Taiwanese officials have given local semiconductor fabrication specialist TSMC the green light to build a £2 billion facility on China's mainland.
Taiwan Semiconductor, better known as TSMC,
announced the plan to build the £2 billion 12" wafer fabrication facility in China's Nanking region in December last year, but was blocked by rules put in place by the Investment Commission of Taiwan's Ministry of Economic Affairs regarding local companies making large-scale technology investments in China. Spurred by relaxing tensions between Taiwan and China, the rules have been gradually slackening to the point where the Investment Commission has now given the go-ahead for TSMC to begin building the facility.

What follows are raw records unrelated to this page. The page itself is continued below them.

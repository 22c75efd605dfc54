//! In-memory query cache keyed by collection name, with the reactive
//! hooks that read and mutate it.

pub mod cache;
pub mod client;
pub mod mutation;

pub use cache::{CacheEntry, QueryCache, QueryStatus};
pub use client::{use_query, use_query_client, MutationTracker, QueryClient, QueryHandle};
pub use mutation::{append_item, invalidate_on_settle, optimistic_append, QueryStore};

The company hopes that, even with this regulatory delay, the plant will be up and running to produce 16nm parts on 12" wafers by 2018 and will scale to a volume of 20,000 wafers per month - many of which will be sold to Chinese customers. The facility will be supported by a local design service centre.
The expansion comes as TSMC claims to be ready to
tape out its first 10nm process parts, aiming to leapfrog industry leader Intel to the new process node. This forms the central premise of the company's extremely aggressive roadmap, which promises a shift to 7nm by 2018 and 5nm by 2020 - despite the considerable engineering challenges posed by the laws of physics at such small feature sizes.